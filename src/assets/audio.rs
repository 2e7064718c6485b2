use std::path::{Path, PathBuf};

use crate::encode::sink::AudioTrack;
use crate::foundation::error::{StudioError, StudioResult};

/// Metadata of a decoded audio source.
#[derive(Clone, Debug, PartialEq)]
pub struct AudioInfo {
    /// Source file.
    pub path: PathBuf,
    /// Length in seconds.
    pub duration_seconds: f64,
}

impl AudioInfo {
    /// Track description handed to an encoder sink.
    pub fn to_track(&self) -> AudioTrack {
        AudioTrack {
            path: self.path.clone(),
            duration_secs: self.duration_seconds,
        }
    }
}

#[derive(serde::Deserialize)]
struct ProbeStream {
    codec_type: Option<String>,
    duration: Option<String>,
}

#[derive(serde::Deserialize)]
struct ProbeFormat {
    duration: Option<String>,
}

#[derive(serde::Deserialize)]
struct ProbeOut {
    #[serde(default)]
    streams: Vec<ProbeStream>,
    format: Option<ProbeFormat>,
}

/// Probe `path` through `ffprobe` and return its audio duration.
pub fn probe_audio(path: &Path) -> StudioResult<AudioInfo> {
    let out = std::process::Command::new("ffprobe")
        .args([
            "-v",
            "error",
            "-print_format",
            "json",
            "-show_streams",
            "-show_format",
        ])
        .arg(path)
        .output()
        .map_err(|e| StudioError::capability_missing(format!("failed to run ffprobe: {e}")))?;
    if !out.status.success() {
        return Err(StudioError::missing_audio(format!(
            "ffprobe failed for '{}': {}",
            path.display(),
            String::from_utf8_lossy(&out.stderr).trim()
        )));
    }

    let duration_seconds = parse_probe_duration(&out.stdout)?;
    tracing::debug!(path = %path.display(), duration_seconds, "probed audio");
    Ok(AudioInfo {
        path: path.to_path_buf(),
        duration_seconds,
    })
}

/// Duration of the first audio stream, falling back to the container duration.
pub(crate) fn parse_probe_duration(json: &[u8]) -> StudioResult<f64> {
    let parsed: ProbeOut = serde_json::from_slice(json)
        .map_err(|e| StudioError::missing_audio(format!("ffprobe json parse failed: {e}")))?;
    let stream = parsed
        .streams
        .iter()
        .find(|s| s.codec_type.as_deref() == Some("audio"))
        .ok_or_else(|| StudioError::missing_audio("no audio stream found"))?;

    let raw = stream
        .duration
        .as_deref()
        .or_else(|| parsed.format.as_ref().and_then(|f| f.duration.as_deref()))
        .ok_or_else(|| StudioError::missing_audio("ffprobe reported no duration"))?;
    let secs: f64 = raw
        .trim()
        .parse()
        .map_err(|_| StudioError::missing_audio(format!("unparseable duration '{raw}'")))?;
    if !secs.is_finite() || secs <= 0.0 {
        return Err(StudioError::missing_audio(format!(
            "audio duration must be positive, got {secs}"
        )));
    }
    Ok(secs)
}

#[cfg(test)]
#[path = "../../tests/unit/assets/audio.rs"]
mod tests;
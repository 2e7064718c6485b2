use std::time::Duration;

use crate::foundation::error::{StudioError, StudioResult};

/// Zero-based index of an output frame.
#[derive(
    Clone, Copy, Debug, PartialEq, Eq, PartialOrd, Ord, Hash, serde::Serialize, serde::Deserialize,
)]
pub struct FrameIndex(pub u64);

/// Integer output frame rate.
#[derive(Clone, Copy, Debug, PartialEq, Eq, serde::Serialize, serde::Deserialize)]
#[serde(try_from = "u32", into = "u32")]
pub struct Fps(u32);

impl Fps {
    /// Validate and wrap a frames-per-second value.
    pub fn new(fps: u32) -> StudioResult<Self> {
        if fps == 0 {
            return Err(StudioError::invalid_config("fps must be > 0"));
        }
        Ok(Self(fps))
    }

    /// Raw frames-per-second value.
    pub fn get(self) -> u32 {
        self.0
    }

    /// Frames-per-second as `f64`.
    pub fn as_f64(self) -> f64 {
        f64::from(self.0)
    }

    /// Wall-clock length of a single frame.
    pub fn frame_duration(self) -> Duration {
        Duration::from_secs_f64(1.0 / self.as_f64())
    }

    /// Seconds covered by `frames` frames.
    pub fn frames_to_secs(self, frames: u64) -> f64 {
        (frames as f64) / self.as_f64()
    }

    /// `floor(secs * fps)`, clamped at zero.
    pub fn secs_to_frames_floor(self, secs: f64) -> u64 {
        (secs * self.as_f64()).floor().max(0.0) as u64
    }
}

impl TryFrom<u32> for Fps {
    type Error = StudioError;

    fn try_from(value: u32) -> Result<Self, Self::Error> {
        Self::new(value)
    }
}

impl From<Fps> for u32 {
    fn from(value: Fps) -> Self {
        value.0
    }
}

/// Output canvas dimensions in pixels.
#[derive(Clone, Copy, Debug, PartialEq, Eq, serde::Serialize, serde::Deserialize)]
pub struct Canvas {
    /// Width in pixels.
    pub width: u32,
    /// Height in pixels.
    pub height: u32,
}

/// Straight-alpha RGBA8 color.
#[derive(Clone, Copy, Debug, PartialEq, Eq)]
pub struct Rgba8 {
    /// Red channel.
    pub r: u8,
    /// Green channel.
    pub g: u8,
    /// Blue channel.
    pub b: u8,
    /// Alpha channel.
    pub a: u8,
}

impl Rgba8 {
    /// Opaque color from RGB components.
    pub const fn rgb(r: u8, g: u8, b: u8) -> Self {
        Self { r, g, b, a: 255 }
    }

    /// Opaque white.
    pub const WHITE: Self = Self::rgb(255, 255, 255);

    /// Opaque black.
    pub const BLACK: Self = Self::rgb(0, 0, 0);

    /// Parse `#rgb`, `#rrggbb`, or `#rrggbbaa` (leading `#` optional).
    pub fn parse_hex(s: &str) -> StudioResult<Self> {
        let hex = s.trim().trim_start_matches('#');
        let nibble = |c: u8| -> StudioResult<u8> {
            (c as char)
                .to_digit(16)
                .map(|d| d as u8)
                .ok_or_else(|| StudioError::invalid_config(format!("invalid hex color '{s}'")))
        };
        let bytes = hex.as_bytes();
        match bytes.len() {
            3 => {
                let r = nibble(bytes[0])?;
                let g = nibble(bytes[1])?;
                let b = nibble(bytes[2])?;
                Ok(Self::rgb(r * 17, g * 17, b * 17))
            }
            6 | 8 => {
                let mut ch = [255u8; 4];
                for (i, pair) in bytes.chunks_exact(2).enumerate() {
                    ch[i] = nibble(pair[0])? * 16 + nibble(pair[1])?;
                }
                Ok(Self {
                    r: ch[0],
                    g: ch[1],
                    b: ch[2],
                    a: ch[3],
                })
            }
            _ => Err(StudioError::invalid_config(format!(
                "invalid hex color '{s}' (expected #rgb, #rrggbb or #rrggbbaa)"
            ))),
        }
    }

    /// Format as `#rrggbb` (opaque) or `#rrggbbaa`.
    pub fn to_hex(self) -> String {
        if self.a == 255 {
            format!("#{:02x}{:02x}{:02x}", self.r, self.g, self.b)
        } else {
            format!("#{:02x}{:02x}{:02x}{:02x}", self.r, self.g, self.b, self.a)
        }
    }
}

impl serde::Serialize for Rgba8 {
    fn serialize<S: serde::Serializer>(&self, serializer: S) -> Result<S::Ok, S::Error> {
        serializer.serialize_str(&self.to_hex())
    }
}

impl<'de> serde::Deserialize<'de> for Rgba8 {
    fn deserialize<D: serde::Deserializer<'de>>(deserializer: D) -> Result<Self, D::Error> {
        let s = String::deserialize(deserializer)?;
        Self::parse_hex(&s).map_err(serde::de::Error::custom)
    }
}

#[cfg(test)]
#[path = "../../tests/unit/foundation/core.rs"]
mod tests;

- Prompt -
Without any change, reproduce the listing above in full.

- Result for this exercise -
filename src/assets/audio.rs
repository 2e7064718c6485b2
use std::path::{Path, PathBuf};

use crate::encode::sink::AudioTrack;
use crate::foundation::error::{StudioError, StudioResult};

/// Metadata of a decoded audio source.
#[derive(Clone, Debug, PartialEq)]
pub struct AudioInfo {
    /// Source file.
    pub path: PathBuf,
    /// Length in seconds.
    pub duration_seconds: f64,
}

impl AudioInfo {
    /// Track description handed to an encoder sink.
    pub fn to_track(&self) -> AudioTrack {
        AudioTrack {
            path: self.path.clone(),
            duration_secs: self.duration_seconds,
        }
    }
}

#[derive(serde::Deserialize)]
struct ProbeStream {
    codec_type: Option<String>,
    duration: Option<String>,
}

#[derive(serde::Deserialize)]
struct ProbeFormat {
    duration: Option<String>,
}

#[derive(serde::Deserialize)]
struct ProbeOut {
    #[serde(default)]
    streams: Vec<ProbeStream>,
    format: Option<ProbeFormat>,
}

/// Probe `path` through `ffprobe` and return its audio duration.
pub fn probe_audio(path: &Path) -> StudioResult<AudioInfo> {
    let out = std::process::Command::new("ffprobe")
        .args([
            "-v",
            "error",
            "-print_format",
            "json",
            "-show_streams",
            "-show_format",
        ])
        .arg(path)
        .output()
        .map_err(|e| StudioError::capability_missing(format!("failed to run ffprobe: {e}")))?;
    if !out.status.success() {
        return Err(StudioError::missing_audio(format!(
            "ffprobe failed for '{}': {}",
            path.display(),
            String::from_utf8_lossy(&out.stderr).trim()
        )));
    }

    let duration_seconds = parse_probe_duration(&out.stdout)?;
    tracing::debug!(path = %path.display(), duration_seconds, "probed audio");
    Ok(AudioInfo {
        path: path.to_path_buf(),
        duration_seconds,
    })
}

/// Duration of the first audio stream, falling back to the container duration.
pub(crate) fn parse_probe_duration(json: &[u8]) -> StudioResult<f64> {
    let parsed: ProbeOut = serde_json::from_slice(json)
        .map_err(|e| StudioError::missing_audio(format!("ffprobe json parse failed: {e}")))?;
    let stream = parsed
        .streams
        .iter()
        .find(|s| s.codec_type.as_deref() == Some("audio"))
        .ok_or_else(|| StudioError::missing_audio("no audio stream found"))?;

    let raw = stream
        .duration
        .as_deref()
        .or_else(|| parsed.format.as_ref().and_then(|f| f.duration.as_deref()))
        .ok_or_else(|| StudioError::missing_audio("ffprobe reported no duration"))?;
    let secs: f64 = raw
        .trim()
        .parse()
        .map_err(|_| StudioError::missing_audio(format!("unparseable duration '{raw}'")))?;
    if !secs.is_finite() || secs <= 0.0 {
        return Err(StudioError::missing_audio(format!(
            "audio duration must be positive, got {secs}"
        )));
    }
    Ok(secs)
}

#[cfg(test)]
#[path = "../../tests/unit/assets/audio.rs"]
mod tests;
repository 2e7064718c6485b2
use std::time::Duration;

use crate::foundation::error::{StudioError, StudioResult};

/// Zero-based index of an output frame.
#[derive(
    Clone, Copy, Debug, PartialEq, Eq, PartialOrd, Ord, Hash, serde::Serialize, serde::Deserialize,
)]
pub struct FrameIndex(pub u64);

/// Integer output frame rate.
#[derive(Clone, Copy, Debug, PartialEq, Eq, serde::Serialize, serde::Deserialize)]
#[serde(try_from = "u32", into = "u32")]
pub struct Fps(u32);

impl Fps {
    /// Validate and wrap a frames-per-second value.
    pub fn new(fps: u32) -> StudioResult<Self> {
        if fps == 0 {
            return Err(StudioError::invalid_config("fps must be > 0"));
        }
        Ok(Self(fps))
    }

    /// Raw frames-per-second value.
    pub fn get(self) -> u32 {
        self.0
    }

    /// Frames-per-second as `f64`.
    pub fn as_f64(self) -> f64 {
        f64::from(self.0)
    }

    /// Wall-clock length of a single frame.
    pub fn frame_duration(self) -> Duration {
        Duration::from_secs_f64(1.0 / self.as_f64())
    }

    /// Seconds covered by `frames` frames.
    pub fn frames_to_secs(self, frames: u64) -> f64 {
        (frames as f64) / self.as_f64()
    }

    /// `floor(secs * fps)`, clamped at zero.
    pub fn secs_to_frames_floor(self, secs: f64) -> u64 {
        (secs * self.as_f64()).floor().max(0.0) as u64
    }
}

impl TryFrom<u32> for Fps {
    type Error = StudioError;

    fn try_from(value: u32) -> Result<Self, Self::Error> {
        Self::new(value)
    }
}

impl From<Fps> for u32 {
    fn from(value: Fps) -> Self {
        value.0
    }
}

/// Output canvas dimensions in pixels.
#[derive(Clone, Copy, Debug, PartialEq, Eq, serde::Serialize, serde::Deserialize)]
pub struct Canvas {
    /// Width in pixels.
    pub width: u32,
    /// Height in pixels.
    pub height: u32,
}

/// Straight-alpha RGBA8 color.
#[derive(Clone, Copy, Debug, PartialEq, Eq)]
pub struct Rgba8 {
    /// Red channel.
    pub r: u8,
    /// Green channel.
    pub g: u8,
    /// Blue channel.
    pub b: u8,
    /// Alpha channel.
    pub a: u8,
}

impl Rgba8 {
    /// Opaque color from RGB components.
    pub const fn rgb(r: u8, g: u8, b: u8) -> Self {
        Self { r, g, b, a: 255 }
    }

    /// Opaque white.
    pub const WHITE: Self = Self::rgb(255, 255, 255);

    /// Opaque black.
    pub const BLACK: Self = Self::rgb(0, 0, 0);

    /// Parse `#rgb`, `#rrggbb`, or `#rrggbbaa` (leading `#` optional).
    pub fn parse_hex(s: &str) -> StudioResult<Self> {
        let hex = s.trim().trim_start_matches('#');
        let nibble = |c: u8| -> StudioResult<u8> {
            (c as char)
                .to_digit(16)
                .map(|d| d as u8)
                .ok_or_else(|| StudioError::invalid_config(format!("invalid hex color '{s}'")))
        };
        let bytes = hex.as_bytes();
        match bytes.len() {
            3 => {
                let r = nibble(bytes[0])?;
                let g = nibble(bytes[1])?;
                let b = nibble(bytes[2])?;
                Ok(Self::rgb(r * 17, g * 17, b * 17))
            }
            6 | 8 => {
                let mut ch = [255u8; 4];
                for (i, pair) in bytes.chunks_exact(2).enumerate() {
                    ch[i] = nibble(pair[0])? * 16 + nibble(pair[1])?;
                }
                Ok(Self {
                    r: ch[0],
                    g: ch[1],
                    b: ch[2],
                    a: ch[3],
                })
            }
            _ => Err(StudioError::invalid_config(format!(
                "invalid hex color '{s}' (expected #rgb, #rrggbb or #rrggbbaa)"
            ))),
        }
    }

    /// Format as `#rrggbb` (opaque) or `#rrggbbaa`.
    pub fn to_hex(self) -> String {
        if self.a == 255 {
            format!("#{:02x}{:02x}{:02x}", self.r, self.g, self.b)
        } else {
            format!("#{:02x}{:02x}{:02x}{:02x}", self.r, self.g, self.b, self.a)
        }
    }
}

impl serde::Serialize for Rgba8 {
    fn serialize<S: serde::Serializer>(&self, serializer: S) -> Result<S::Ok, S::Error> {
        serializer.serialize_str(&self.to_hex())
    }
}

impl<'de> serde::Deserialize<'de> for Rgba8 {
    fn deserialize<D: serde::Deserializer<'de>>(deserializer: D) -> Result<Self, D::Error> {
        let s = String::deserialize(deserializer)?;
        Self::parse_hex(&s).map_err(serde::de::Error::custom)
    }
}

#[cfg(test)]
#[path = "../../tests/unit/foundation/core.rs"]
mod tests;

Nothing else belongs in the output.